Extending Pronunciation Dictionary with Automatically Detected Word Mispronunciations to Improve PAII's System for Interspeech 2021 Non-Native Child English Close Track ASR Challenge
(3 minutes introduction)
|Wei Chu (PAII, USA), Peng Chang (PAII, USA), Jing Xiao (PAII, USA)|
This paper proposed to automatically detect mispronounced words over the regions that have low Goodness-of-Pronunciation scores through a constrained phone decoder, then add these word mispronunciations into the orthodox lexicon without colliding with existing pronunciations, finally use the expanded lexicon for decoding non-native speech. The constrained phone decoder is compiled by using a phone-level automatically generated one-edit-distance network to eliminate the need of extended recognition networks designed by phonologists.
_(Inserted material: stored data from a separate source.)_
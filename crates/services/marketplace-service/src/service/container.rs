//! Service container - one place to reach every marketplace service.

use std::sync::Arc;

use sea_orm::DatabaseConnection;

use super::{
    ListingManager, ListingService, ReviewManager, ReviewService, SkillManager, SkillService,
    TransactionManager, TransactionService, UserManager, UserService,
};
use crate::repository::Repositories;

/// Service container trait for dependency injection.
pub trait ServiceContainer: Send + Sync {
    fn users(&self) -> Arc<dyn UserService>;

    fn skills(&self) -> Arc<dyn SkillService>;

    fn listings(&self) -> Arc<dyn ListingService>;

    fn transactions(&self) -> Arc<dyn TransactionService>;

    fn reviews(&self) -> Arc<dyn ReviewService>;
}

/// Concrete implementation of ServiceContainer
#[derive(Clone)]
pub struct Services {
    user_service: Arc<dyn UserService>,
    skill_service: Arc<dyn SkillService>,
    listing_service: Arc<dyn ListingService>,
    transaction_service: Arc<dyn TransactionService>,
    review_service: Arc<dyn ReviewService>,
}

impl Services {
    /// Wire every service over the same repositories.
    pub fn new(repos: Repositories) -> Self {
        Self {
            user_service: Arc::new(UserManager::new(repos.clone())),
            skill_service: Arc::new(SkillManager::new(repos.clone())),
            listing_service: Arc::new(ListingManager::new(repos.clone())),
            transaction_service: Arc::new(TransactionManager::new(repos.clone())),
            review_service: Arc::new(ReviewManager::new(repos)),
        }
    }

    /// Create service container from a database connection
    pub fn from_connection(db: DatabaseConnection) -> Self {
        Self::new(Repositories::from_connection(db))
    }
}

impl ServiceContainer for Services {
    fn users(&self) -> Arc<dyn UserService> {
        self.user_service.clone()
    }

    fn skills(&self) -> Arc<dyn SkillService> {
        self.skill_service.clone()
    }

    fn listings(&self) -> Arc<dyn ListingService> {
        self.listing_service.clone()
    }

    fn transactions(&self) -> Arc<dyn TransactionService> {
        self.transaction_service.clone()
    }

    fn reviews(&self) -> Arc<dyn ReviewService> {
        self.review_service.clone()
    }
}

#[cfg(test)]
mod tests {
    use super::*;
    use crate::repository::MockRepositories;
    use common::AppError;

    #[tokio::test]
    async fn test_services_share_repositories() {
        let mut mocks = MockRepositories::new();
        mocks.listings.expect_find_by_id().times(2).returning(|_| Ok(None));

        let services = Services::new(mocks.build());

        assert!(matches!(
            services.listings().get_listing(1).await,
            Err(AppError::NotFound)
        ));
        assert!(matches!(
            services.listings().transactions(1).await,
            Err(AppError::NotFound)
        ));
    }
}
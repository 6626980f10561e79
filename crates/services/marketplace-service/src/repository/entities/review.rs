//! Review database entity for SeaORM.

use sea_orm::entity::prelude::*;

use domain::Review;

#[derive(Clone, Debug, PartialEq, Eq, DeriveEntityModel)]
#[sea_orm(table_name = "reviews")]
pub struct Model {
    #[sea_orm(primary_key)]
    pub id: i32,
    pub transaction_id: i32,
    pub reviewer_id: i32,
    pub reviewee_id: i32,
    pub rating: i32,
    pub comment: Option<String>,
    pub created_at: DateTimeUtc,
}

#[derive(Copy, Clone, Debug, EnumIter, DeriveRelation)]
pub enum Relation {
    #[sea_orm(
        belongs_to = "super::transaction::Entity",
        from = "Column::TransactionId",
        to = "super::transaction::Column::Id",
        on_update = "NoAction",
        on_delete = "Restrict"
    )]
    Transaction,
    #[sea_orm(
        belongs_to = "super::user::Entity",
        from = "Column::ReviewerId",
        to = "super::user::Column::Id",
        on_update = "NoAction",
        on_delete = "Restrict"
    )]
    Reviewer,
    #[sea_orm(
        belongs_to = "super::user::Entity",
        from = "Column::RevieweeId",
        to = "super::user::Column::Id",
        on_update = "NoAction",
        on_delete = "Restrict"
    )]
    Reviewee,
}

impl Related<super::transaction::Entity> for Entity {
    fn to() -> RelationDef {
        Relation::Transaction.def()
    }
}

impl ActiveModelBehavior for ActiveModel {}

impl From<Model> for Review {
    fn from(model: Model) -> Self {
        Review {
            id: model.id,
            transaction_id: model.transaction_id,
            reviewer_id: model.reviewer_id,
            reviewee_id: model.reviewee_id,
            rating: model.rating,
            comment: model.comment,
            created_at: model.created_at,
        }
    }
}
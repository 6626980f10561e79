//! Domain-level constants.
//!
//! Column limits shared by input validation and the schema migrations.

// =============================================================================
// Users
// =============================================================================

/// Maximum username length
pub const USERNAME_MAX_LENGTH: u32 = 50;

/// Maximum email length
pub const EMAIL_MAX_LENGTH: u32 = 100;

/// Maximum stored password hash length
pub const PASSWORD_HASH_MAX_LENGTH: u32 = 255;

/// Rating assigned to new users
pub const DEFAULT_USER_RATING: f64 = 0.0;

// =============================================================================
// Skills
// =============================================================================

/// Maximum skill name length
pub const SKILL_NAME_MAX_LENGTH: u32 = 100;

/// Maximum skill description length
pub const SKILL_DESCRIPTION_MAX_LENGTH: u32 = 250;

/// Maximum proficiency level length on a user/skill pairing
pub const PROFICIENCY_LEVEL_MAX_LENGTH: u32 = 50;

// =============================================================================
// Listings
// =============================================================================

/// Maximum listing title length
pub const LISTING_TITLE_MAX_LENGTH: u32 = 255;

/// Maximum listing description length
pub const LISTING_DESCRIPTION_MAX_LENGTH: u32 = 500;

// =============================================================================
// Transactions
// =============================================================================

/// Status of a freshly requested transaction
pub const STATUS_PENDING: &str = "pending";

/// Terminal status of a fulfilled transaction
pub const STATUS_COMPLETED: &str = "completed";

/// Terminal status of an abandoned transaction
pub const STATUS_CANCELLED: &str = "cancelled";

/// All valid status values
pub const VALID_STATUSES: &[&str] = &[STATUS_PENDING, STATUS_COMPLETED, STATUS_CANCELLED];

/// Storage width of the status column
pub const STATUS_MAX_LENGTH: u32 = 16;

// =============================================================================
// Reviews
// =============================================================================

/// Maximum review comment length
pub const REVIEW_COMMENT_MAX_LENGTH: u32 = 300;

// =============================================================================
// Passwords
// =============================================================================

/// Minimum password length requirement
pub const MIN_PASSWORD_LENGTH: usize = 8;
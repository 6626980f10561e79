//! Skill database entity for SeaORM.

use sea_orm::entity::prelude::*;

use domain::Skill;

#[derive(Clone, Debug, PartialEq, Eq, DeriveEntityModel)]
#[sea_orm(table_name = "skills")]
pub struct Model {
    #[sea_orm(primary_key)]
    pub id: i32,
    pub name: String,
    pub description: Option<String>,
}

#[derive(Copy, Clone, Debug, EnumIter, DeriveRelation)]
pub enum Relation {
    #[sea_orm(has_many = "super::listing::Entity")]
    Listings,
    #[sea_orm(has_many = "super::user_skill::Entity")]
    UserSkills,
}

impl Related<super::listing::Entity> for Entity {
    fn to() -> RelationDef {
        Relation::Listings.def()
    }
}

impl Related<super::user_skill::Entity> for Entity {
    fn to() -> RelationDef {
        Relation::UserSkills.def()
    }
}

impl ActiveModelBehavior for ActiveModel {}

impl From<Model> for Skill {
    fn from(model: Model) -> Self {
        Skill {
            id: model.id,
            name: model.name,
            description: model.description,
        }
    }
}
Results and analysis have shown that the pronunciation dictionary extension is effective in improving WER performance for non-native speech recognition. This paper also described the details of PAII’s single-pass fusion-free hybrid system for this Interspeech 2021 non-native children English close track ASR challenge, especially showed the effective use of non-speech segments in the training set as noise sources to perform noise augmentation on the training data, and also conducted a comparison of acoustic models with different neural network architectures with analysis. Final WERs of 12.10%/28.25% are obtained compared to a well-optimized baseline with WERs of 13.37%/33.51% on development/evaluation set, respectively.